▶ TASK DESCRIPTION
Using the listing below, report each line holding the string "back".
((
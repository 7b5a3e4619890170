//! Property-based invariant tests for the checkers and the decision table.
//!
//! 1. Price format conversion is its own inverse
//! 2. A valid currency result always carries a symbol and an amount
//! 3. Text length status follows the language's thresholds exactly
//! 4. Overflow is never reported within the 5px tolerance
//! 5. Unambiguous numeric dates are classified and round-trip through ISO
//! 6. Keyword coverage stays in [0, 1]
//! 7. Derived table fields are pure functions of code and decimal separator

use chrono::{Datelike, NaiveDate};
use l10n_check::checks::currency::{convert_price_format, validate_currency};
use l10n_check::checks::date::{convert_date_format, detect_date_format, parse_date, DateFormat};
use l10n_check::checks::text::{
    calculate_keyword_coverage, check_expected_keywords, check_text_length, check_text_overflow,
    length_thresholds, TextLengthStatus,
};
use l10n_check::locale::{
    decimal_separator_type, is_rtl_language, test_group, LanguageConfig, LanguageSpec,
};
use l10n_check::{LanguageTable, Severity};
use proptest::prelude::*;

// ==================== Helpers ====================

fn builtin_codes() -> Vec<String> {
    LanguageTable::builtin()
        .supported_codes()
        .into_iter()
        .map(str::to_string)
        .collect()
}

fn any_code() -> impl Strategy<Value = String> {
    prop::sample::select(builtin_codes())
}

// ==================== 1. Price conversion ====================

proptest! {
    #[test]
    fn price_conversion_round_trips(text in "[0-9., €$]{0,24}") {
        let there = convert_price_format(&text, ".", ",");
        let back = convert_price_format(&there, ",", ".");
        prop_assert_eq!(back, text);
    }

    #[test]
    fn price_conversion_identity_for_same_separator(text in "\\PC{0,24}") {
        prop_assert_eq!(convert_price_format(&text, ",", ","), text);
    }
}

// ==================== 2. Currency results ====================

proptest! {
    #[test]
    fn valid_currency_has_symbol_and_amount(text in "\\PC{0,30}", code in any_code()) {
        let table = LanguageTable::builtin();
        let config = table.get(&code).unwrap();
        let result = validate_currency(&text, config);

        if result.is_valid {
            prop_assert!(result.detected_symbol.is_some());
            prop_assert!(result.numeric_value.is_some());
            prop_assert!(result.error.is_none());
        } else {
            prop_assert!(result.error.is_some());
            prop_assert!(result.warning.is_none());
        }
    }

    #[test]
    fn grouped_amounts_parse_in_their_convention(units in 0u32..1000, thousands in 1u32..1000, cents in 0u32..100) {
        let table = LanguageTable::builtin();
        let expected = f64::from(thousands) * 1000.0 + f64::from(units) + f64::from(cents) / 100.0;

        let fr = format!("{} {:03},{:02} €", thousands, units, cents);
        let value = validate_currency(&fr, table.get("fr").unwrap()).numeric_value.unwrap();
        prop_assert!((value - expected).abs() < 1e-6);

        let en = format!("${},{:03}.{:02}", thousands, units, cents);
        let value = validate_currency(&en, table.get("en").unwrap()).numeric_value.unwrap();
        prop_assert!((value - expected).abs() < 1e-6);
    }
}

// ==================== 3. Text length ====================

proptest! {
    #[test]
    fn length_status_matches_thresholds(len in 0usize..200, code in any_code()) {
        let text = "ä".repeat(len);
        let result = check_text_length(&text, &code);
        let (warning, error) = length_thresholds(&code);

        prop_assert_eq!(result.length, len);
        let expected = if len == 0 {
            TextLengthStatus::Empty
        } else if len > error {
            TextLengthStatus::TooLong
        } else if len > warning {
            TextLengthStatus::Warning
        } else {
            TextLengthStatus::Ok
        };
        prop_assert_eq!(result.status, expected);
    }

    #[test]
    fn thresholds_never_below_defaults(code in "[a-z]{2}") {
        let (warning, error) = length_thresholds(&code);
        prop_assert!(warning >= 50);
        prop_assert!(error >= 80);
        prop_assert!(warning < error);
    }
}

// ==================== 4. Overflow ====================

proptest! {
    #[test]
    fn overflow_respects_tolerance(offset in any::<u32>(), scroll in any::<u32>()) {
        let result = check_text_overflow(".btn", "Warenkorb", offset, scroll);

        if result.is_overflowing {
            prop_assert!(u64::from(scroll) > u64::from(offset) + 5);
            prop_assert!(result.overflow_ratio > 1.0);
        }
        if offset == 0 {
            prop_assert_eq!(result.overflow_ratio, 0.0);
            prop_assert!(!result.is_overflowing);
        }
    }

    #[test]
    fn clear_overflow_is_detected(offset in 1u32..10_000, extra in 6u32..10_000) {
        let result = check_text_overflow(".btn", "Warenkorb", offset, offset + extra);
        prop_assert!(result.is_overflowing);
    }
}

// ==================== 5. Dates ====================

proptest! {
    #[test]
    fn day_first_dates_are_dmy(day in 13u32..=28, month in 1u32..=12, year in 1900i32..2100) {
        let text = format!("{:02}/{:02}/{}", day, month, year);
        prop_assert_eq!(detect_date_format(&text), Some(DateFormat::Dmy));
    }

    #[test]
    fn month_first_dates_are_mdy(day in 13u32..=28, month in 1u32..=12, year in 1900i32..2100) {
        let text = format!("{:02}/{:02}/{}", month, day, year);
        prop_assert_eq!(detect_date_format(&text), Some(DateFormat::Mdy));
    }

    #[test]
    fn dmy_round_trips_through_iso(day in 1u32..=28, month in 1u32..=12, year in 1000i32..10_000) {
        let date = NaiveDate::from_ymd_opt(year, month, day).unwrap();
        let dmy = format!("{:02}.{:02}.{}", day, month, year);

        let iso = convert_date_format(&dmy, DateFormat::Dmy, DateFormat::Iso, "-").unwrap();
        prop_assert_eq!(parse_date(&iso, DateFormat::Iso), Some(date));

        let back = convert_date_format(&iso, DateFormat::Iso, DateFormat::Dmy, ".").unwrap();
        prop_assert_eq!(back, dmy);
    }

    #[test]
    fn two_digit_years_land_in_window(yy in 0i32..100) {
        let date = parse_date(&format!("15/01/{:02}", yy), DateFormat::Dmy).unwrap();
        prop_assert!((1951..=2050).contains(&date.year()));
    }
}

// ==================== 6. Keyword coverage ====================

proptest! {
    #[test]
    fn coverage_in_unit_interval(text in "\\PC{0,40}", keywords in prop::collection::vec("[a-zA-Z]{1,6}", 0..8)) {
        let results = check_expected_keywords(&text, &keywords);
        let coverage = calculate_keyword_coverage(&results);
        prop_assert!((0.0..=1.0).contains(&coverage));
        prop_assert!(results.len() <= keywords.len());
    }
}

// ==================== 7. Derivation ====================

proptest! {
    #[test]
    fn derived_fields_follow_code_and_separator(
        code in prop_oneof![any_code(), "[a-z]{2}"],
        decimal in prop::sample::select(vec![".", ",", "٫"]),
    ) {
        let config = LanguageConfig::new(LanguageSpec {
            code: code.clone(),
            language_name: "Test".to_string(),
            primary_currency: "€".to_string(),
            secondary_currency: "€".to_string(),
            default_currency: None,
            date_pattern: String::new(),
            decimal_separator: decimal.to_string(),
            thousand_separator: " ".to_string(),
            expected_keywords: Vec::new(),
        });

        let is_rtl = is_rtl_language(&code);
        let decimal_type = decimal_separator_type(decimal);
        prop_assert_eq!(config.is_rtl(), is_rtl);
        prop_assert_eq!(config.decimal_separator_type(), decimal_type);
        prop_assert_eq!(config.test_group(), test_group(&code, is_rtl, decimal_type));

        let json = serde_json::to_string(&config).unwrap();
        let restored: LanguageConfig = serde_json::from_str(&json).unwrap();
        prop_assert_eq!(restored, config);
    }

    #[test]
    fn unknown_error_types_are_low(tag in "[a-z_]{1,20}") {
        prop_assert_eq!(Severity::for_error_type(&tag), Severity::Low);
    }
}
))
▶ RESULT OF THIS TASK
        let back = convert_price_format(&there, ",", ".");
        prop_assert_eq!(back, text);
        let back = convert_date_format(&iso, DateFormat::Iso, DateFormat::Dmy, ".").unwrap();
        prop_assert_eq!(back, dmy);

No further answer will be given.